Overview: Is our species, overall, mentally ill in some way? How could this not be the case when we, continually, have, along with many constructive ones, the same sorts of unconscionable, dysfunctional and destructive behaviors happening again and again through the centuries?

There are moment in life when one, seriously, wonders whether our species, overall, is mentally ill in some underlying ways. Then again, any definitive determination is likely relativistic since it largely depends on the standards that a given society and culture use to define mental illness, it would seem.

In any case, there, certainly, seems to exist some sort of major intrinsic flaws that humans harbor in general. How could there not be when we, continually, have, along with many constructive ones, the same sorts of ugly dysfunctional behaviors happening again and again through the centuries?

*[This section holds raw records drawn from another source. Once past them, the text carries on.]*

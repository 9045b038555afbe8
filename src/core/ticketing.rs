use crate::domain::model::{Ticket, TicketStatus};
use crate::domain::ports::TicketingService;
use crate::rpc::code::{RpcError, RpcResult};
use async_trait::async_trait;
use std::collections::HashMap;
use std::sync::Mutex;

/// In-memory ticket store. All access is serialized behind one mutex;
/// every operation is lock, look up, mutate, return.
#[derive(Debug, Default)]
pub struct TicketStore {
    tickets: Mutex<HashMap<String, Ticket>>,
}

impl TicketStore {
    pub fn new() -> Self {
        Self::default()
    }

    pub fn len(&self) -> usize {
        self.tickets.lock().expect("ticket map poisoned").len()
    }

    pub fn is_empty(&self) -> bool {
        self.len() == 0
    }
}

#[async_trait]
impl TicketingService for TicketStore {
    async fn create_ticket(&self, ticket: Ticket) -> RpcResult<Ticket> {
        if ticket.id.trim().is_empty() {
            return Err(RpcError::invalid_argument("ticket id must not be empty"));
        }

        let mut tickets = self.tickets.lock().expect("ticket map poisoned");
        if tickets.contains_key(&ticket.id) {
            return Err(RpcError::already_exists("ticket already exists"));
        }

        tickets.insert(ticket.id.clone(), ticket.clone());
        tracing::debug!("Created ticket {}", ticket.id);
        Ok(ticket)
    }

    async fn get_ticket_by_id(&self, id: &str) -> RpcResult<Ticket> {
        let tickets = self.tickets.lock().expect("ticket map poisoned");
        tickets
            .get(id)
            .cloned()
            .ok_or_else(|| RpcError::not_found("ticket not found"))
    }

    async fn list_tickets(&self) -> RpcResult<Vec<Ticket>> {
        let tickets = self.tickets.lock().expect("ticket map poisoned");
        Ok(tickets.values().cloned().collect())
    }

    async fn add_comment(&self, ticket_id: &str, comment: String) -> RpcResult<Ticket> {
        let mut tickets = self.tickets.lock().expect("ticket map poisoned");
        let ticket = tickets
            .get_mut(ticket_id)
            .ok_or_else(|| RpcError::not_found("ticket not found"))?;

        ticket.comments.push(comment);
        Ok(ticket.clone())
    }

    async fn update_ticket_status(
        &self,
        ticket_id: &str,
        new_status: TicketStatus,
    ) -> RpcResult<Ticket> {
        let mut tickets = self.tickets.lock().expect("ticket map poisoned");
        let ticket = tickets
            .get_mut(ticket_id)
            .ok_or_else(|| RpcError::not_found("ticket not found"))?;

        ticket.status = new_status;
        Ok(ticket.clone())
    }
}
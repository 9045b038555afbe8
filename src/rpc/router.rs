use crate::domain::model::{
    AddCommentRequest, CreateTicketRequest, GetServerInfoRequest, GetTicketByIdRequest,
    ListTicketsRequest, ListTicketsResponse, PingRequest, PingResponse, ServerInfo,
    TicketResponse, UpdateTicketStatusRequest,
};
use crate::domain::ports::{PingService, TicketingService};
use crate::rpc::auth::{require_token, AuthConfig};
use crate::rpc::code::RpcError;
use axum::extract::State;
use axum::routing::post;
use axum::{middleware, Json, Router};
use std::sync::Arc;

/// Shared handler state for both services.
#[derive(Clone)]
pub struct AppState {
    pub ping: Arc<dyn PingService>,
    pub ticketing: Arc<dyn TicketingService>,
}

/// Builds the service router. Every procedure is POST with a JSON body;
/// only the ping service sits behind the token check.
pub fn build_router(state: AppState, auth: Arc<AuthConfig>) -> Router {
    let ping_routes = Router::new()
        .route("/ping.v1.PingService/Ping", post(ping))
        .route("/ping.v1.PingService/GetServerInfo", post(get_server_info))
        .layer(middleware::from_fn_with_state(auth, require_token));

    let ticketing_routes = Router::new()
        .route(
            "/ticketing.v1.TicketingService/CreateTicket",
            post(create_ticket),
        )
        .route(
            "/ticketing.v1.TicketingService/GetTicketByID",
            post(get_ticket_by_id),
        )
        .route(
            "/ticketing.v1.TicketingService/ListTickets",
            post(list_tickets),
        )
        .route(
            "/ticketing.v1.TicketingService/AddComment",
            post(add_comment),
        )
        .route(
            "/ticketing.v1.TicketingService/UpdateTicketStatus",
            post(update_ticket_status),
        );

    ping_routes.merge(ticketing_routes).with_state(state)
}

async fn ping(
    State(state): State<AppState>,
    Json(request): Json<PingRequest>,
) -> Result<Json<PingResponse>, RpcError> {
    state.ping.ping(request).await.map(Json)
}

async fn get_server_info(
    State(state): State<AppState>,
    Json(_request): Json<GetServerInfoRequest>,
) -> Result<Json<ServerInfo>, RpcError> {
    state.ping.get_server_info().await.map(Json)
}

async fn create_ticket(
    State(state): State<AppState>,
    Json(request): Json<CreateTicketRequest>,
) -> Result<Json<TicketResponse>, RpcError> {
    let ticket = state.ticketing.create_ticket(request.ticket).await?;
    Ok(Json(TicketResponse { ticket }))
}

async fn get_ticket_by_id(
    State(state): State<AppState>,
    Json(request): Json<GetTicketByIdRequest>,
) -> Result<Json<TicketResponse>, RpcError> {
    let ticket = state.ticketing.get_ticket_by_id(&request.id).await?;
    Ok(Json(TicketResponse { ticket }))
}

async fn list_tickets(
    State(state): State<AppState>,
    Json(_request): Json<ListTicketsRequest>,
) -> Result<Json<ListTicketsResponse>, RpcError> {
    let tickets = state.ticketing.list_tickets().await?;
    Ok(Json(ListTicketsResponse { tickets }))
}

async fn add_comment(
    State(state): State<AppState>,
    Json(request): Json<AddCommentRequest>,
) -> Result<Json<TicketResponse>, RpcError> {
    let ticket = state
        .ticketing
        .add_comment(&request.ticket_id, request.comment)
        .await?;
    Ok(Json(TicketResponse { ticket }))
}

async fn update_ticket_status(
    State(state): State<AppState>,
    Json(request): Json<UpdateTicketStatusRequest>,
) -> Result<Json<TicketResponse>, RpcError> {
    let ticket = state
        .ticketing
        .update_ticket_status(&request.ticket_id, request.new_status)
        .await?;
    Ok(Json(TicketResponse { ticket }))
}
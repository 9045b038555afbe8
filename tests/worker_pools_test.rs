//! Worker pools: distributing integers across workers via channels.

use std::sync::mpsc;
use std::thread;

/// A worker doubles every task it receives and reports the result.
struct Worker {
    tasks: mpsc::Receiver<i32>,
    results: mpsc::Sender<i32>,
}

impl Worker {
    fn run(self) {
        for task in self.tasks {
            let result = task * 2;
            if self.results.send(result).is_err() {
                break;
            }
        }
    }
}

#[test]
fn test_single_worker() {
    let (task_tx, task_rx) = mpsc::channel();
    let (result_tx, result_rx) = mpsc::channel();

    let worker = Worker {
        tasks: task_rx,
        results: result_tx,
    };
    thread::spawn(move || worker.run());

    task_tx.send(5).unwrap();
    assert_eq!(result_rx.recv().unwrap(), 10);
}

#[test]
fn test_pool_shares_one_task_queue() {
    let num_workers = 3;
    let num_tasks = 9;

    // std mpsc receivers are single-consumer, so guard the shared
    // receiver with a mutex to fan tasks out.
    use std::sync::{Arc, Mutex};
    let (task_tx, task_rx) = mpsc::channel();
    let (result_tx, result_rx) = mpsc::channel();
    let task_rx = Arc::new(Mutex::new(task_rx));

    for id in 0..num_workers {
        let task_rx = Arc::clone(&task_rx);
        let result_tx = result_tx.clone();
        thread::spawn(move || loop {
            let task = {
                let rx = task_rx.lock().expect("lock poisoned");
                rx.recv()
            };
            match task {
                Ok(n) => {
                    let _ = result_tx.send((id, n * 2));
                }
                Err(_) => break,
            }
        });
    }
    drop(result_tx);

    for n in 1..=num_tasks {
        task_tx.send(n).unwrap();
    }
    drop(task_tx);

    let mut results: Vec<i32> = result_rx.iter().map(|(_, doubled)| doubled).collect();
    results.sort_unstable();
    assert_eq!(results, vec![2, 4, 6, 8, 10, 12, 14, 16, 18]);
}

#[tokio::test]
async fn test_async_worker_pool() {
    let (task_tx, task_rx) = tokio::sync::mpsc::channel::<i32>(16);
    let (result_tx, mut result_rx) = tokio::sync::mpsc::channel::<i32>(16);

    // Tokio mpsc receivers are also single-consumer; share behind a mutex.
    let task_rx = std::sync::Arc::new(tokio::sync::Mutex::new(task_rx));

    for _ in 0..4 {
        let task_rx = std::sync::Arc::clone(&task_rx);
        let result_tx = result_tx.clone();
        tokio::spawn(async move {
            loop {
                let task = {
                    let mut rx = task_rx.lock().await;
                    rx.recv().await
                };
                match task {
                    Some(n) => {
                        let _ = result_tx.send(n * 2).await;
                    }
                    None => break,
                }
            }
        });
    }
    drop(result_tx);

    for n in 1..=6 {
        task_tx.send(n).await.unwrap();
    }
    drop(task_tx);

    let mut results = Vec::new();
    while let Some(doubled) = result_rx.recv().await {
        results.push(doubled);
    }
    results.sort_unstable();
    assert_eq!(results, vec![2, 4, 6, 8, 10, 12]);
}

In an offhand way, this being the case reminds me of a particular shark species that renders live births before which the biggest babies developed teeth and ate their smaller siblings while in the womb. Imagine! (One can craft all sorts of analogies off of this pattern.)

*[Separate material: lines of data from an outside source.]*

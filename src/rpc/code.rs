use axum::http::StatusCode;
use axum::response::{IntoResponse, Response};
use axum::Json;
use serde::{Deserialize, Serialize};

/// Status codes carried on the wire, the connect-rpc subset the services use.
#[derive(Debug, Clone, Copy, PartialEq, Eq, Serialize, Deserialize)]
#[serde(rename_all = "snake_case")]
pub enum RpcCode {
    InvalidArgument,
    NotFound,
    AlreadyExists,
    Unauthenticated,
    PermissionDenied,
    Internal,
}

impl RpcCode {
    pub fn http_status(&self) -> StatusCode {
        match self {
            RpcCode::InvalidArgument => StatusCode::BAD_REQUEST,
            RpcCode::NotFound => StatusCode::NOT_FOUND,
            RpcCode::AlreadyExists => StatusCode::CONFLICT,
            RpcCode::Unauthenticated => StatusCode::UNAUTHORIZED,
            RpcCode::PermissionDenied => StatusCode::FORBIDDEN,
            RpcCode::Internal => StatusCode::INTERNAL_SERVER_ERROR,
        }
    }

    pub fn as_str(&self) -> &'static str {
        match self {
            RpcCode::InvalidArgument => "invalid_argument",
            RpcCode::NotFound => "not_found",
            RpcCode::AlreadyExists => "already_exists",
            RpcCode::Unauthenticated => "unauthenticated",
            RpcCode::PermissionDenied => "permission_denied",
            RpcCode::Internal => "internal",
        }
    }
}

impl std::fmt::Display for RpcCode {
    fn fmt(&self, f: &mut std::fmt::Formatter<'_>) -> std::fmt::Result {
        f.write_str(self.as_str())
    }
}

/// Service-level error. Doubles as the JSON error envelope on the wire.
#[derive(Debug, Clone, PartialEq, Eq, Serialize, Deserialize, thiserror::Error)]
#[error("{code}: {message}")]
pub struct RpcError {
    pub code: RpcCode,
    pub message: String,
}

impl RpcError {
    pub fn new(code: RpcCode, message: impl Into<String>) -> Self {
        Self {
            code,
            message: message.into(),
        }
    }

    pub fn invalid_argument(message: impl Into<String>) -> Self {
        Self::new(RpcCode::InvalidArgument, message)
    }

    pub fn not_found(message: impl Into<String>) -> Self {
        Self::new(RpcCode::NotFound, message)
    }

    pub fn already_exists(message: impl Into<String>) -> Self {
        Self::new(RpcCode::AlreadyExists, message)
    }

    pub fn unauthenticated(message: impl Into<String>) -> Self {
        Self::new(RpcCode::Unauthenticated, message)
    }

    pub fn permission_denied(message: impl Into<String>) -> Self {
        Self::new(RpcCode::PermissionDenied, message)
    }

    pub fn internal(message: impl Into<String>) -> Self {
        Self::new(RpcCode::Internal, message)
    }
}

impl IntoResponse for RpcError {
    fn into_response(self) -> Response {
        (self.code.http_status(), Json(self)).into_response()
    }
}

pub type RpcResult<T> = std::result::Result<T, RpcError>;
use crate::utils::error::{Result, SampleError};
use serde::{Deserialize, Serialize};
use std::path::Path;

#[derive(Debug, Clone, Serialize, Deserialize)]
pub struct TomlConfig {
    pub server: Option<ServerSection>,
    pub auth: Option<AuthSection>,
}

#[derive(Debug, Clone, Serialize, Deserialize)]
pub struct ServerSection {
    pub host: Option<String>,
    pub port: Option<u16>,
    pub name: Option<String>,
    pub version: Option<String>,
}

#[derive(Debug, Clone, Serialize, Deserialize)]
pub struct AuthSection {
    pub enabled: Option<bool>,
    pub tokens: Option<Vec<String>>,
}

impl TomlConfig {
    pub fn from_file<P: AsRef<Path>>(path: P) -> Result<Self> {
        let content = std::fs::read_to_string(&path).map_err(SampleError::IoError)?;
        Self::from_toml_str(&content)
    }

    pub fn from_toml_str(content: &str) -> Result<Self> {
        let processed_content = Self::substitute_env_vars(content)?;

        toml::from_str(&processed_content).map_err(|e| SampleError::ConfigError {
            message: format!("TOML parsing error: {}", e),
        })
    }

    /// Replaces `${VAR_NAME}` references with environment variable values.
    fn substitute_env_vars(content: &str) -> Result<String> {
        use regex::Regex;

        let re = Regex::new(r"\$\{([A-Za-z_][A-Za-z0-9_]*)\}").expect("static regex");
        let mut result = String::with_capacity(content.len());
        let mut last_end = 0;

        for caps in re.captures_iter(content) {
            let whole = caps.get(0).expect("match 0 always present");
            let var_name = &caps[1];

            let value = std::env::var(var_name).map_err(|_| SampleError::MissingConfigError {
                field: format!("environment variable {}", var_name),
            })?;

            result.push_str(&content[last_end..whole.start()]);
            result.push_str(&value);
            last_end = whole.end();
        }
        result.push_str(&content[last_end..]);

        Ok(result)
    }
}
pub mod config;
pub mod core;
pub mod domain;
pub mod rpc;
pub mod utils;

pub use config::{CliConfig, ServerSettings};
pub use core::{PingHandler, TicketStore};
pub use domain::model::{PingRequest, PingResponse, Product, ServerInfo, Ticket, TicketStatus};
pub use domain::ports::{PingService, TicketingService};
pub use rpc::{build_router, AppState, AuthConfig, PingClient, RpcClient, RpcCode, RpcError, TicketingClient};
pub use utils::error::{Result, SampleError};
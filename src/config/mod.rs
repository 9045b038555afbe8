pub mod toml;

use crate::rpc::auth::AuthConfig;
use crate::utils::error::Result;
use crate::utils::validation::{validate_host, validate_port, validate_token_list, Validate};
use clap::Parser;
use serde::{Deserialize, Serialize};

pub const DEFAULT_HOST: &str = "127.0.0.1";
pub const DEFAULT_PORT: u16 = 8080;
pub const DEFAULT_SERVER_NAME: &str = "MyServer";
pub const DEFAULT_SERVER_VERSION: &str = "1.0";

#[derive(Debug, Clone, Parser)]
#[command(name = "samples-server")]
#[command(about = "Toy ping and ticketing services over JSON-RPC")]
pub struct CliConfig {
    #[arg(long, help = "Path to a TOML config file")]
    pub config: Option<String>,

    #[arg(long, help = "Bind host (overrides the config file)")]
    pub host: Option<String>,

    #[arg(long, help = "Bind port (overrides the config file)")]
    pub port: Option<u16>,

    #[arg(long, help = "Server name reported by GetServerInfo")]
    pub server_name: Option<String>,

    #[arg(long, help = "Server version reported by GetServerInfo")]
    pub server_version: Option<String>,

    #[arg(long, value_delimiter = ',', help = "Accepted auth tokens")]
    pub tokens: Vec<String>,

    #[arg(long, help = "Disable the token check on the ping service")]
    pub disable_auth: bool,

    #[arg(long, help = "Enable verbose output")]
    pub verbose: bool,
}

/// Effective server settings: CLI flags layered over the optional TOML file,
/// with built-in defaults underneath.
#[derive(Debug, Clone, Serialize, Deserialize)]
pub struct ServerSettings {
    pub host: String,
    pub port: u16,
    pub server_name: String,
    pub server_version: String,
    pub auth_enabled: bool,
    pub tokens: Vec<String>,
}

impl ServerSettings {
    pub fn resolve(cli: &CliConfig) -> Result<Self> {
        let file = match &cli.config {
            Some(path) => Some(toml::TomlConfig::from_file(path)?),
            None => None,
        };

        let server = file.as_ref().and_then(|f| f.server.as_ref());
        let auth = file.as_ref().and_then(|f| f.auth.as_ref());

        let tokens = if !cli.tokens.is_empty() {
            cli.tokens.clone()
        } else {
            auth.and_then(|a| a.tokens.clone()).unwrap_or_else(|| {
                vec![
                    "super-secret".to_string(),
                    "even-more-secret".to_string(),
                ]
            })
        };

        let auth_enabled = if cli.disable_auth {
            false
        } else {
            auth.and_then(|a| a.enabled).unwrap_or(true)
        };

        Ok(Self {
            host: cli
                .host
                .clone()
                .or_else(|| server.and_then(|s| s.host.clone()))
                .unwrap_or_else(|| DEFAULT_HOST.to_string()),
            port: cli
                .port
                .or_else(|| server.and_then(|s| s.port))
                .unwrap_or(DEFAULT_PORT),
            server_name: cli
                .server_name
                .clone()
                .or_else(|| server.and_then(|s| s.name.clone()))
                .unwrap_or_else(|| DEFAULT_SERVER_NAME.to_string()),
            server_version: cli
                .server_version
                .clone()
                .or_else(|| server.and_then(|s| s.version.clone()))
                .unwrap_or_else(|| DEFAULT_SERVER_VERSION.to_string()),
            auth_enabled,
            tokens,
        })
    }

    pub fn bind_addr(&self) -> String {
        format!("{}:{}", self.host, self.port)
    }

    pub fn auth_config(&self) -> AuthConfig {
        if self.auth_enabled {
            AuthConfig::new(self.tokens.iter().cloned())
        } else {
            AuthConfig::disabled()
        }
    }
}

impl Validate for ServerSettings {
    fn validate(&self) -> Result<()> {
        validate_host("host", &self.host)?;
        validate_port("port", self.port)?;
        if self.auth_enabled {
            validate_token_list("tokens", &self.tokens)?;
        }
        Ok(())
    }
}

#[cfg(test)]
mod tests {
    use super::*;

    fn bare_cli() -> CliConfig {
        CliConfig::parse_from(["samples-server"])
    }

    #[test]
    fn test_defaults_when_no_file() {
        let settings = ServerSettings::resolve(&bare_cli()).unwrap();
        assert_eq!(settings.bind_addr(), "127.0.0.1:8080");
        assert_eq!(settings.server_name, "MyServer");
        assert!(settings.auth_enabled);
        assert_eq!(settings.tokens.len(), 2);
        assert!(settings.validate().is_ok());
    }

    #[test]
    fn test_cli_overrides() {
        let cli = CliConfig::parse_from([
            "samples-server",
            "--port",
            "9000",
            "--tokens",
            "a,b",
            "--disable-auth",
        ]);
        let settings = ServerSettings::resolve(&cli).unwrap();
        assert_eq!(settings.port, 9000);
        assert_eq!(settings.tokens, vec!["a", "b"]);
        assert!(!settings.auth_enabled);
    }

    #[test]
    fn test_disabled_auth_skips_token_validation() {
        let mut settings = ServerSettings::resolve(&bare_cli()).unwrap();
        settings.auth_enabled = false;
        settings.tokens.clear();
        assert!(settings.validate().is_ok());
    }
}
pub mod auth;
pub mod client;
pub mod code;
pub mod router;

pub use auth::AuthConfig;
pub use client::{PingClient, RpcClient, TicketingClient};
pub use code::{RpcCode, RpcError, RpcResult};
pub use router::{build_router, AppState};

Yet, this animal type has endured for an incredibly long period of time since the action in no way wipes out the sharks in entirety. Indeed, this little quirk, actually, seems to ensure that the ones that do manage to survive to be born are stronger, bigger and more capable after birth than they would have been had they not consumed their kin.

So, any human sense of moral correctness is, appropriately, swept aside in terms of the actual results as nature, itself, is amoral, and it is anthropocentric and Disneylandish to consider otherwise. (Alternately put, such actions as the sharks' seem favored from an evolutionary standpoint or else they would not exist or would have no effect whatsoever -- just like the Hapsburg earlobe or any other number of neutral conditions.)

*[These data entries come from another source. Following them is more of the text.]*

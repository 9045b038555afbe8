use chrono::{DateTime, Utc};
use serde::{Deserialize, Serialize};

/// Lifecycle of a ticket. Serialized as the original wire strings ("OPEN", ...).
#[derive(Debug, Clone, Copy, PartialEq, Eq, Serialize, Deserialize)]
#[serde(rename_all = "SCREAMING_SNAKE_CASE")]
pub enum TicketStatus {
    Open,
    InProgress,
    Resolved,
    Closed,
}

#[derive(Debug, Clone, PartialEq, Serialize, Deserialize)]
pub struct Ticket {
    pub id: String,
    pub subject: String,
    pub status: TicketStatus,
    #[serde(default)]
    pub comments: Vec<String>,
}

impl Ticket {
    pub fn new(id: impl Into<String>, subject: impl Into<String>, status: TicketStatus) -> Self {
        Self {
            id: id.into(),
            subject: subject.into(),
            status,
            comments: Vec::new(),
        }
    }
}

// Request/response envelopes for the ticketing procedures.

#[derive(Debug, Clone, Serialize, Deserialize)]
pub struct CreateTicketRequest {
    pub ticket: Ticket,
}

#[derive(Debug, Clone, Serialize, Deserialize)]
pub struct GetTicketByIdRequest {
    pub id: String,
}

#[derive(Debug, Clone, Serialize, Deserialize)]
pub struct ListTicketsRequest {}

#[derive(Debug, Clone, Serialize, Deserialize)]
pub struct AddCommentRequest {
    pub ticket_id: String,
    pub comment: String,
}

#[derive(Debug, Clone, Serialize, Deserialize)]
pub struct UpdateTicketStatusRequest {
    pub ticket_id: String,
    pub new_status: TicketStatus,
}

#[derive(Debug, Clone, Serialize, Deserialize)]
pub struct TicketResponse {
    pub ticket: Ticket,
}

#[derive(Debug, Clone, Serialize, Deserialize)]
pub struct ListTicketsResponse {
    pub tickets: Vec<Ticket>,
}

// Ping service messages.

#[derive(Debug, Clone, Serialize, Deserialize)]
pub struct PingRequest {
    pub message: String,
    #[serde(default)]
    pub number: i64,
}

#[derive(Debug, Clone, Serialize, Deserialize)]
pub struct PingResponse {
    pub reply: String,
    pub number: i64,
    pub processed_at: DateTime<Utc>,
}

#[derive(Debug, Clone, Serialize, Deserialize)]
pub struct GetServerInfoRequest {}

#[derive(Debug, Clone, Serialize, Deserialize)]
pub struct ServerInfo {
    pub server_name: String,
    pub server_version: String,
    pub current_time: DateTime<Utc>,
}

/// A product in the inventory.
#[derive(Debug, Clone, PartialEq, Serialize, Deserialize)]
pub struct Product {
    pub id: u32,
    pub name: String,
    pub price: f64,
}
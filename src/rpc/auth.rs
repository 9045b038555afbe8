use crate::rpc::code::RpcError;
use axum::extract::{Request, State};
use axum::middleware::Next;
use axum::response::Response;
use std::collections::HashSet;
use std::sync::Arc;

/// Header carrying the caller's token.
pub const TOKEN_HEADER: &str = "token-header";

/// Token whitelist for the ping service. Missing token is unauthenticated,
/// unknown token is permission denied.
#[derive(Debug, Clone)]
pub struct AuthConfig {
    pub enabled: bool,
    pub tokens: HashSet<String>,
}

impl AuthConfig {
    pub fn new(tokens: impl IntoIterator<Item = String>) -> Self {
        Self {
            enabled: true,
            tokens: tokens.into_iter().collect(),
        }
    }

    pub fn disabled() -> Self {
        Self {
            enabled: false,
            tokens: HashSet::new(),
        }
    }

    pub fn is_valid(&self, token: &str) -> bool {
        self.tokens.contains(token)
    }
}

impl Default for AuthConfig {
    fn default() -> Self {
        Self::new([
            "super-secret".to_string(),
            "even-more-secret".to_string(),
        ])
    }
}

pub async fn require_token(
    State(auth): State<Arc<AuthConfig>>,
    request: Request,
    next: Next,
) -> Result<Response, RpcError> {
    if !auth.enabled {
        return Ok(next.run(request).await);
    }

    let token = request
        .headers()
        .get(TOKEN_HEADER)
        .and_then(|value| value.to_str().ok())
        .unwrap_or("");

    if token.is_empty() {
        tracing::debug!("Rejected request without token");
        return Err(RpcError::unauthenticated("no token provided"));
    }
    if !auth.is_valid(token) {
        tracing::debug!("Rejected request with unknown token");
        return Err(RpcError::permission_denied("invalid token"));
    }

    Ok(next.run(request).await)
}

#[cfg(test)]
mod tests {
    use super::*;

    #[test]
    fn test_default_tokens() {
        let auth = AuthConfig::default();
        assert!(auth.is_valid("super-secret"));
        assert!(auth.is_valid("even-more-secret"));
        assert!(!auth.is_valid("guessed"));
    }

    #[test]
    fn test_disabled_has_no_tokens() {
        let auth = AuthConfig::disabled();
        assert!(!auth.enabled);
        assert!(auth.tokens.is_empty());
    }
}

So regardless that some activity might be considered distasteful or shockingly unconscionable, it is merely functionally viable in the larger scheme when it aids furtherance of life. As such, the most adept victors in life's struggles to move forward, whether brutal or not, wind up having a better chance at surviving and living to breeding age to sometimes pass forward the very traits, whether deemed repulsive or not, that gave them the advantage in the first place.

How tragic, though, this actuality is when the unwary victims aren't the smaller unborn sharks but are people who face ethical turpitude. How especially this is so when involving noncombatant civilians, as well as other life forms largely viewed as being benign. As such, one wonders about the perverse, although possibly functionally beneficial, foundations that impel acts of violence for the sheer pleasure of it or the twisted thrill that could arise from having domination over life and death of others. (Do members of any other species besides ours kill for the pure joy of it?)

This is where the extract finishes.